For stock llama.cpp readers, the NNx tensor layout (RMSNorm + RoPE + SwiGLU + tied embeddings + per-head RoPE rotation) matches the LLaMA family closely enough that you can pass architecture="llama":

write_gguf(net, tok, "out/model.gguf", architecture="llama")

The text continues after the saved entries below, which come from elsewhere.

use std::cell::{Cell, RefCell};
use std::collections::VecDeque;
use std::fmt;
use std::rc::Rc;

type Job = Box<dyn FnOnce()>;

/// Notification queue shared by every store created from it.
///
/// Publishes are delivered in FIFO order. A publish that happens while another
/// one is being delivered is queued behind it instead of running nested, so
/// every observer sees values in the order they were published. Derived view
/// outputs go through a second lane that drains first: a view finishes
/// reacting to one source publish before the next source publish is delivered.
#[derive(Clone, Default)]
pub struct Runtime {
    inner: Rc<RuntimeInner>,
}

#[derive(Default)]
struct RuntimeInner {
    queue: RefCell<VecDeque<Job>>,
    derived: RefCell<VecDeque<Job>>,
    flushing: Cell<bool>,
    batch_depth: Cell<usize>,
    batch_epoch: Cell<u64>,
}

/// Resets a flag (or decrements a counter) even if an observer panics.
struct CellGuard<'a, T: Copy> {
    cell: &'a Cell<T>,
    restore: T,
}

impl<T: Copy> Drop for CellGuard<'_, T> {
    fn drop(&mut self) {
        self.cell.set(self.restore);
    }
}

impl Runtime {
    pub fn new() -> Self {
        Self::default()
    }

    /// Runs `f` with deliveries held back until it returns.
    ///
    /// Stores written inside the batch publish their final value once, and a
    /// derived view over several of them recomputes once with all of the
    /// post-batch values. Batches nest; only the outermost one flushes.
    pub fn batch<R>(&self, f: impl FnOnce() -> R) -> R {
        let depth = self.inner.batch_depth.get();
        if depth == 0 {
            self.inner.batch_epoch.set(self.inner.batch_epoch.get() + 1);
        }
        self.inner.batch_depth.set(depth + 1);
        let result = {
            let _guard = CellGuard {
                cell: &self.inner.batch_depth,
                restore: depth,
            };
            f()
        };
        self.flush();
        result
    }

    pub fn is_batching(&self) -> bool {
        self.inner.batch_depth.get() > 0
    }

    /// Number of publishes waiting to be delivered.
    pub fn pending(&self) -> usize {
        self.inner.queue.borrow().len() + self.inner.derived.borrow().len()
    }

    /// Identifies the outermost batch in progress, if any. Writes that share
    /// an epoch are merged into one publish.
    pub(crate) fn batch_epoch(&self) -> Option<u64> {
        self.is_batching().then(|| self.inner.batch_epoch.get())
    }

    pub(crate) fn enqueue(&self, job: Job) {
        self.inner.queue.borrow_mut().push_back(job);
    }

    pub(crate) fn enqueue_derived(&self, job: Job) {
        self.inner.derived.borrow_mut().push_back(job);
    }

    pub(crate) fn flush(&self) {
        if self.is_batching() || self.inner.flushing.replace(true) {
            return;
        }
        let _guard = CellGuard {
            cell: &self.inner.flushing,
            restore: false,
        };
        loop {
            let job = self.inner.derived.borrow_mut().pop_front();
            let job = job.or_else(|| self.inner.queue.borrow_mut().pop_front());
            let Some(job) = job else { break };
            job();
        }
    }
}

impl fmt::Debug for Runtime {
    fn fmt(&self, f: &mut fmt::Formatter<'_>) -> fmt::Result {
        f.debug_struct("Runtime")
            .field("pending", &self.pending())
            .field("flushing", &self.inner.flushing.get())
            .field("batch_depth", &self.inner.batch_depth.get())
            .finish()
    }
}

Verify against your target reader version before deploying — small divergences (e.g. RMS-norm epsilon) can show up as numerical drift even when the tensor shapes match.

6. Ollama bundles

export_ollama_modelfile produces a directory ready for ollama create:

from nnx.interop import export_ollama_modelfile

export_ollama_modelfile(
    net,
    tokenizer,
    out_dir="out/ollama_bundle",
    system="You are a tiny storytelling model.",
    parameters={
        "temperature": 0.8,
        "top_k": 40,
        "top_p": 0.95,
        "stop": ["<eos>"],          # list -> repeated PARAMETER stop lines
    },
    template="{{ .Prompt }}",       # optional Go-template chat layout
)

Layout produced:

out/ollama_bundle/
  model.gguf
  Modelfile
  tokenizer.json     # (only if you saved it there via NNTokenizerParams.of(path=...), as examples/18 does)

The Modelfile looks like:

FROM ./model.gguf
PARAMETER temperature 0.8
PARAMETER top_k 40
PARAMETER top_p 0.95
PARAMETER stop <eos>
TEMPLATE """{{ .Prompt }}"""
SYSTEM """You are a tiny storytelling model."""

Then:

cd out/ollama_bundle
ollama create my-nnx-model -f Modelfile
ollama run my-nnx-model

7. End-to-end examples

Example Demonstrates
examples/17_export_transformer_to_gguf.py Build TransformerNN -> write F16 GGUF -> round-trip via gguf.GGUFReader.
examples/18_publish_to_ollama.py Bundle GGUF + Modelfile + parameters for ollama create.

8. Scope

The writer covers TransformerNN (NNx's decoder-only LM). Other architectures (FeedFwd, the GNNs, diffusion nets) aren't applicable to GGUF — GGUF is a llama.cpp-family format. The TransformerNN scope is intentionally narrow: TinyStories-class single-GPU LM. Bigger models work as long as the tensor layout stays the same (multi-head causal attention, RMSNorm, SwiGLU, RoPE, tied embeddings).